2025_10

What's new

• General changes
  • Updated databases and several tools
    • Note that way more transcripts are contained in Ensembl 115. See https://www.ensembl.info/2025/02/14/cool-stuff-ensembl-vep-can-do-reduce-the-number-of-human-transcripts-you-need-to-consider-without-missing-results/ and https://www.ensembl.info/2025/09/02/ensembl-115-has-been-released/.
  • added support for singularity in addition to apptainer
  • updated OS in tool containers to Ubuntu 24.04
  • Illumina DRAGEN
    • simpifiled file handling: renaming files is not longer necessary. Just copy the DRAGEN output into the dragen sub-folder of a processed sample folder.
    • added multi-version installation support by specifying the DRAGEN version in the megSAP settings.
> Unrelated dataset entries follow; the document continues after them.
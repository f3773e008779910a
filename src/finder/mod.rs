//! Recursive file finder

use crate::types::{ExclusionList, SyncError};
use ignore::WalkBuilder;
use std::path::{Path, PathBuf};

/// Walk `root` and return every file beneath it, as paths relative to
/// `root`, in stable ascending lexicographic order by relative pathname.
///
/// Directories are never returned. Exclusion matching happens during the
/// walk, so an excluded subtree is never descended into. Symlinks are
/// reported but not followed; whether a link target is usable is the
/// caller's concern. A root with no matching files yields an empty list.
///
/// Nested roots get no special handling here; a caller syncing overlapping
/// trees avoids the overlap through `exclusions`.
pub fn find_files(root: &Path, exclusions: &ExclusionList) -> Result<Vec<PathBuf>, SyncError> {
    let filter_root = root.to_path_buf();
    let filter_exclusions = exclusions.clone();

    let walker = WalkBuilder::new(root)
        .standard_filters(false)
        .follow_links(false)
        .filter_entry(move |entry| {
            match entry.path().strip_prefix(&filter_root) {
                Ok(relative) if relative.as_os_str().is_empty() => true,
                Ok(relative) => !filter_exclusions.matches(&relative.to_string_lossy()),
                // outside the root (should not happen without follow_links)
                Err(_) => false,
            }
        })
        .build();

    let mut found = Vec::new();
    for result in walker {
        let entry = result.map_err(|e| walk_error(root, e))?;

        let Some(file_type) = entry.file_type() else {
            continue;
        };
        if file_type.is_dir() {
            continue;
        }

        let relative = entry
            .path()
            .strip_prefix(root)
            .map_err(|e| SyncError::io(entry.path(), std::io::Error::other(e)))?;
        found.push(relative.to_path_buf());
    }

    found.sort_by(|a, b| a.to_string_lossy().cmp(&b.to_string_lossy()));
    found.dedup();
    Ok(found)
}

fn walk_error(root: &Path, error: ignore::Error) -> SyncError {
    let message = error.to_string();
    match error.into_io_error() {
        Some(io) => SyncError::io(root, io),
        None => SyncError::io(root, std::io::Error::other(message)),
    }
}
Note: only DRAGEN 4.3 is supported right now.
    • removed settings parameter 'use_dragen_sv_calling': Using DRAGEN SV files when they are available because they are way better than Manta (see performance page).
    • added support for ORA as input for DRAGEN
  • ensure consistent fallback to data_folder when local_data copy is missing/incomplete
• germline WES/WGS:
  • DeepVariant is now the default caller for small variants (was freebayes before)
• germline lrGS:
  • added Clair3 GPU support
  • updated Straglr to version 1.5.4
  • improved PacBio support
• germline RNA:
  • updated arriba to version 2.5.1
• somatic tumor-only:
  • renamed the pipeline script to somatic_tumor_only.php
  • improved sensitivity for low AF variants and runtime
• somatic tumor-normal:
  • renamed the pipeline script to somatic_tumor_normal.php
  • added support for WGS

Full Changelog: 2025_03...2025_10

2025_03

What's Changed

• General changes
  • All tools are containerized now using Apptainer
  • Cleanup of repository (removed unused scripts, script sub-folder structure)
  • improved PHP8 support
• germline lrGS:
  • added CRAM support
  • added Methylartist plots
  • improved ROH detetcion by exclude regions and adapted parameters
  • many small changes and bugfixes
• germline WES/WGS:
  • added option to call small variants with DeepVariant
  • improved SV handling: INV conversion, and removal of duplicate variants
  • improved ROH detetcion by exclude regions
  • added support for NovaSeqX+ software version 1.3 and Illumina Dragen 4.3
  • many small changes and bugfixes
• somatic tumor-only:
  • added import of tumor-only variants into NGSD
  • added annotation of tumor-only variant counts in VCF/GSvar

Full Changelog: 2024_09...2025_03

2024_09

Most important changes:

• first production version of long-read pipeline (ONT)
• updated tools and databases of all pipelines
• added support partial data analysis on Nova Seq X Plus
• improved PRS calculation (imputed variants, etc)
• added optional RefSeq annotation (see settings documentation).
• added optional custom annotations in GSvar/VCF from VCFs (see settings documentation).

2023_11

Most important changes:

• added AlphaMissense (removed Sift and PolyPhen)
• switched from BAM to CRAM
• MaxEntScan: added acceptor/donor gain predictions (based on own implementation of MaxEntScan)
• Improved DRAGEN support (MappingQC now does ReadQC, gVCF, ...)
• improved long-read pipeline
• added tumor-normal calling based on DRAGEN (optional)
• switched to SpliceAI raw scores

2023_04

Changes of 2023_04 release:

• updated tools and databases
• fixed false duplications in GRCh38 (see details).
• germline DNA pipeline: Improved sensitivity of non-diploid variant calling (mitochondrial, mosaic).
• germline DNA pipeline: Added calling of mitochondrial variants for shallow WGS analysis.
• germline DNA pipeline: Added small variant and structural variant calling on Dragen when '-use_dragen' is enabled (see details).
• using VcfAnnotateConsequence as primary source for consequence annotations of small variants now instead of VEP.
• gnomAD exome data from VEP is no longer used. Only gnomAD genome data is used now for variant with AC>=1000.
• minor fixes and updates.

2022_08

Second release for hg38:

• update tools and databases
• added RNA pipeline
• minor other changes

2021_12

First version based on GRCh38 genome build

0.2

Release 0.2

This is the 2019 stable version of megSAP.
Use this release if you want to install megSAP.